Please return the listing below from the line with "assert_eq!(a.word_count(), 24);" through its last line, exactly, and include nothing else.

- _Available records_:
=====

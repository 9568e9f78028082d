use crate::registry::PeerRegistry;
use libp2p::PeerId;
use std::sync::Arc;
use tracing::debug;

/// Observability callback invoked with `(peer_id, reason)` on refusal.
pub type RefusalHook = Arc<dyn Fn(&str, &str) + Send + Sync>;

/// Admission decisions for the overlay, mirroring its call ordering:
/// a pre-identity accept check (always allowed) and post-identity checks
/// that consult the registry.
pub struct ConnectionGater {
    registry: Arc<PeerRegistry>,
    on_refuse: Option<RefusalHook>,
}

impl ConnectionGater {
    pub fn new(registry: Arc<PeerRegistry>) -> Self {
        Self {
            registry,
            on_refuse: None,
        }
    }

    pub fn with_refusal_hook(mut self, hook: RefusalHook) -> Self {
        self.on_refuse = Some(hook);
        self
    }

    /// Called before the remote identity is known. Nothing to consult yet.
    pub fn intercept_accept(&self) -> bool {
        true
    }

    /// Called when dialing a known peer id.
    pub fn intercept_peer_dial(&self, peer: &PeerId) -> bool {
        self.decide(peer)
    }

    /// Called once an inbound connection has been secured and the remote
    /// identity is established.
    pub fn intercept_secured(&self, peer: &PeerId) -> bool {
        self.decide(peer)
    }

    fn decide(&self, peer: &PeerId) -> bool {
        let id = peer.to_base58();
        match self.registry.admission_decision(&id) {
            Ok(()) => true,
            Err(reason) => {
                debug!(peer = %id, reason, "connection refused");
                if let Some(hook) = &self.on_refuse {
                    hook(&id, reason);
                }
                false
            }
        }
    }
}
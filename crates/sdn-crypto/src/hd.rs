use bip39::Mnemonic;
use ed25519_dalek::{Signature, Signer, SigningKey, Verifier, VerifyingKey};
use hmac::{Hmac, Mac};
use sdn_core::SdnError;
use sha2::Sha512;
use x25519_dalek::StaticSecret;
use zeroize::Zeroizing;

type HmacSha512 = Hmac<Sha512>;

/// SLIP-0010 hardened path of the account-level base key. Its Ed25519 form
/// becomes the node's overlay identity, so the peer id is as deterministic
/// as the signing and encryption keys.
pub const BASE_KEY_PATH: [u32; 3] = [44, 0, 0];

/// SLIP-0010 hardened path of the node's Ed25519 signing key.
pub const SIGNING_KEY_PATH: [u32; 5] = [44, 0, 0, 0, 0];

/// SLIP-0010 hardened path of the node's X25519 encryption key.
pub const ENCRYPTION_KEY_PATH: [u32; 5] = [44, 0, 0, 1, 0];

const ED25519_CURVE_SEED: &[u8] = b"ed25519 seed";
const HARDENED_OFFSET: u32 = 0x8000_0000;

/// Generate a fresh 24-word English mnemonic from 32 bytes of OS entropy.
pub fn generate_mnemonic() -> Result<Mnemonic, SdnError> {
    let mut entropy = Zeroizing::new([0u8; 32]);
    rand::RngCore::fill_bytes(&mut rand::rngs::OsRng, entropy.as_mut());
    Mnemonic::from_entropy(entropy.as_ref()).map_err(|e| SdnError::Crypto(e.to_string()))
}

/// Derive the 64-byte BIP-39 seed from a mnemonic phrase (empty passphrase).
pub fn seed_from_mnemonic(phrase: &str) -> Result<Zeroizing<[u8; 64]>, SdnError> {
    let mnemonic = Mnemonic::parse(phrase).map_err(|e| SdnError::Crypto(e.to_string()))?;
    if mnemonic.word_count() != 24 {
        return Err(SdnError::Crypto("mnemonic must be 24 words".into()));
    }
    Ok(Zeroizing::new(mnemonic.to_seed("")))
}

fn hmac_sha512(key: &[u8], data: &[u8]) -> [u8; 64] {
    let mut mac = HmacSha512::new_from_slice(key).expect("HMAC accepts any key length");
    mac.update(data);
    let mut out = [0u8; 64];
    out.copy_from_slice(&mac.finalize().into_bytes());
    out
}

/// SLIP-0010 hardened-only derivation for the ed25519 curve family.
///
/// Every path component is forced hardened (|= 0x80000000), matching the
/// derivation the rest of the network performs: two nodes with the same
/// mnemonic produce byte-identical public keys.
pub fn derive_hardened(seed: &[u8; 64], path: &[u32]) -> Zeroizing<[u8; 32]> {
    let mut i = Zeroizing::new(hmac_sha512(ED25519_CURVE_SEED, seed));
    for component in path {
        let index = (component | HARDENED_OFFSET).to_be_bytes();
        let mut data = Zeroizing::new([0u8; 37]);
        data[1..33].copy_from_slice(&i[..32]);
        data[33..].copy_from_slice(&index);
        i = Zeroizing::new(hmac_sha512(&i[32..], data.as_ref()));
    }
    let mut key = Zeroizing::new([0u8; 32]);
    key.copy_from_slice(&i[..32]);
    key
}

// ── NodeKeys ─────────────────────────────────────────────────────────────────

/// The node's derived key material, cached after unlock.
///
/// Holds the Ed25519 signing key (record and PNM signatures) and the X25519
/// static secret (payload encryption). Secret bytes are wiped on drop by the
/// underlying dalek types.
pub struct NodeKeys {
    base: Zeroizing<[u8; 32]>,
    signing: SigningKey,
    encryption: StaticSecret,
}

impl NodeKeys {
    /// Derive all keys from a 64-byte BIP-39 seed.
    pub fn from_seed(seed: &[u8; 64]) -> Self {
        let base = derive_hardened(seed, &BASE_KEY_PATH);
        let sk = derive_hardened(seed, &SIGNING_KEY_PATH);
        let ek = derive_hardened(seed, &ENCRYPTION_KEY_PATH);
        Self {
            base,
            signing: SigningKey::from_bytes(&sk),
            encryption: StaticSecret::from(*ek),
        }
    }

    /// Derive both keys from a mnemonic phrase.
    pub fn from_mnemonic(phrase: &str) -> Result<Self, SdnError> {
        let seed = seed_from_mnemonic(phrase)?;
        Ok(Self::from_seed(&seed))
    }

    /// The base secret the overlay identity keypair is built from.
    pub fn overlay_seed(&self) -> Zeroizing<[u8; 32]> {
        self.base.clone()
    }

    /// Ed25519 verifying key (32 bytes).
    pub fn verifying_key(&self) -> VerifyingKey {
        self.signing.verifying_key()
    }

    /// X25519 public key (32 bytes).
    pub fn encryption_public(&self) -> x25519_dalek::PublicKey {
        x25519_dalek::PublicKey::from(&self.encryption)
    }

    /// Sign `message` with the node's signing key.
    pub fn sign(&self, message: &[u8]) -> Signature {
        self.signing.sign(message)
    }

    /// Diffie-Hellman against a remote X25519 public key.
    pub fn shared_secret(&self, remote: &x25519_dalek::PublicKey) -> Zeroizing<[u8; 32]> {
        Zeroizing::new(self.encryption.diffie_hellman(remote).to_bytes())
    }
}

impl std::fmt::Debug for NodeKeys {
    fn fmt(&self, f: &mut std::fmt::Formatter<'_>) -> std::fmt::Result {
        write!(
            f,
            "NodeKeys {{ signing: {} }}",
            hex::encode(self.verifying_key().to_bytes())
        )
    }
}

/// Verify a detached Ed25519 signature given raw key and signature bytes.
pub fn verify_signature(
    verifying_key: &[u8; 32],
    message: &[u8],
    signature: &[u8; 64],
) -> Result<(), SdnError> {
    let vk = VerifyingKey::from_bytes(verifying_key)
        .map_err(|_| SdnError::Crypto("invalid verifying key".into()))?;
    vk.verify(message, &Signature::from_bytes(signature))
        .map_err(|_| SdnError::Crypto("invalid signature".into()))
}

#[cfg(test)]
mod tests {
    use super::*;

    const TEST_MNEMONIC: &str = "morning radio tomorrow prize wreck nurse try crazy employ \
         library slow cook beyond gorilla recycle antenna welcome inject hedgehog satisfy \
         virus cloth menu glue";

    #[test]
    fn derivation_matches_reference_vectors() {
        let keys = NodeKeys::from_mnemonic(TEST_MNEMONIC).unwrap();
        assert_eq!(
            hex::encode(keys.verifying_key().to_bytes()),
            "0d80e1fd5f9a4e34dfdf36a0e152bd99a65cfff8bcc6cab2757b484ae442fc8c"
        );
        assert_eq!(
            hex::encode(keys.encryption_public().as_bytes()),
            "08ea56d04396e66d534acd8c973eaf41d3e80edfd39a0712691645fe0b191741"
        );
    }

    #[test]
    fn derivation_is_deterministic() {
        let a = NodeKeys::from_mnemonic(TEST_MNEMONIC).unwrap();
        let b = NodeKeys::from_mnemonic(TEST_MNEMONIC).unwrap();
        assert_eq!(a.verifying_key(), b.verifying_key());
        assert_eq!(
            a.encryption_public().as_bytes(),
            b.encryption_public().as_bytes()
        );
    }

    #[test]
    fn signing_and_encryption_paths_differ() {
        let seed = seed_from_mnemonic(TEST_MNEMONIC).unwrap();
        let a = derive_hardened(&seed, &SIGNING_KEY_PATH);
        let b = derive_hardened(&seed, &ENCRYPTION_KEY_PATH);
        assert_ne!(a.as_ref(), b.as_ref());
    }

    #[test]
    fn sign_verify_round_trip() {
        let keys = NodeKeys::from_mnemonic(TEST_MNEMONIC).unwrap();
        let msg = b"039058c6f2c0cb492c533b0a4d14ef77cc0f78abccced5287d84a1a2011cfb81";
        let sig = keys.sign(msg);
        assert!(verify_signature(
            &keys.verifying_key().to_bytes(),
            msg,
            &sig.to_bytes()
        )
        .is_ok());
    }

    #[test]
    fn tampered_message_fails() {
        let keys = NodeKeys::from_mnemonic(TEST_MNEMONIC).unwrap();
        let sig = keys.sign(b"original");
        assert!(verify_signature(
            &keys.verifying_key().to_bytes(),
            b"tampered",
            &sig.to_bytes()
        )
        .is_err());
    }

    #[test]
    fn generated_mnemonics_are_24_words_and_unique() {
        let a = generate_mnemonic().unwrap();
        let b = generate_mnemonic().unwrap();
        assert_eq!(a.word_count(), 24);
        assert_ne!(a.to_string(), b.to_string());
    }

    #[test]
    fn rejects_short_mnemonic() {
        // 12 words is a valid BIP-39 phrase but not a valid node identity.
        let twelve = "legal winner thank year wave sausage worth useful legal winner thank yellow";
        assert!(seed_from_mnemonic(twelve).is_err());
    }
}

=====

- _Task solution_:
        assert_eq!(a.word_count(), 24);
        assert_ne!(a.to_string(), b.to_string());
    }

    #[test]
    fn rejects_short_mnemonic() {
        // 12 words is a valid BIP-39 phrase but not a valid node identity.
        let twelve = "legal winner thank year wave sausage worth useful legal winner thank yellow";
        assert!(seed_from_mnemonic(twelve).is_err());
    }
}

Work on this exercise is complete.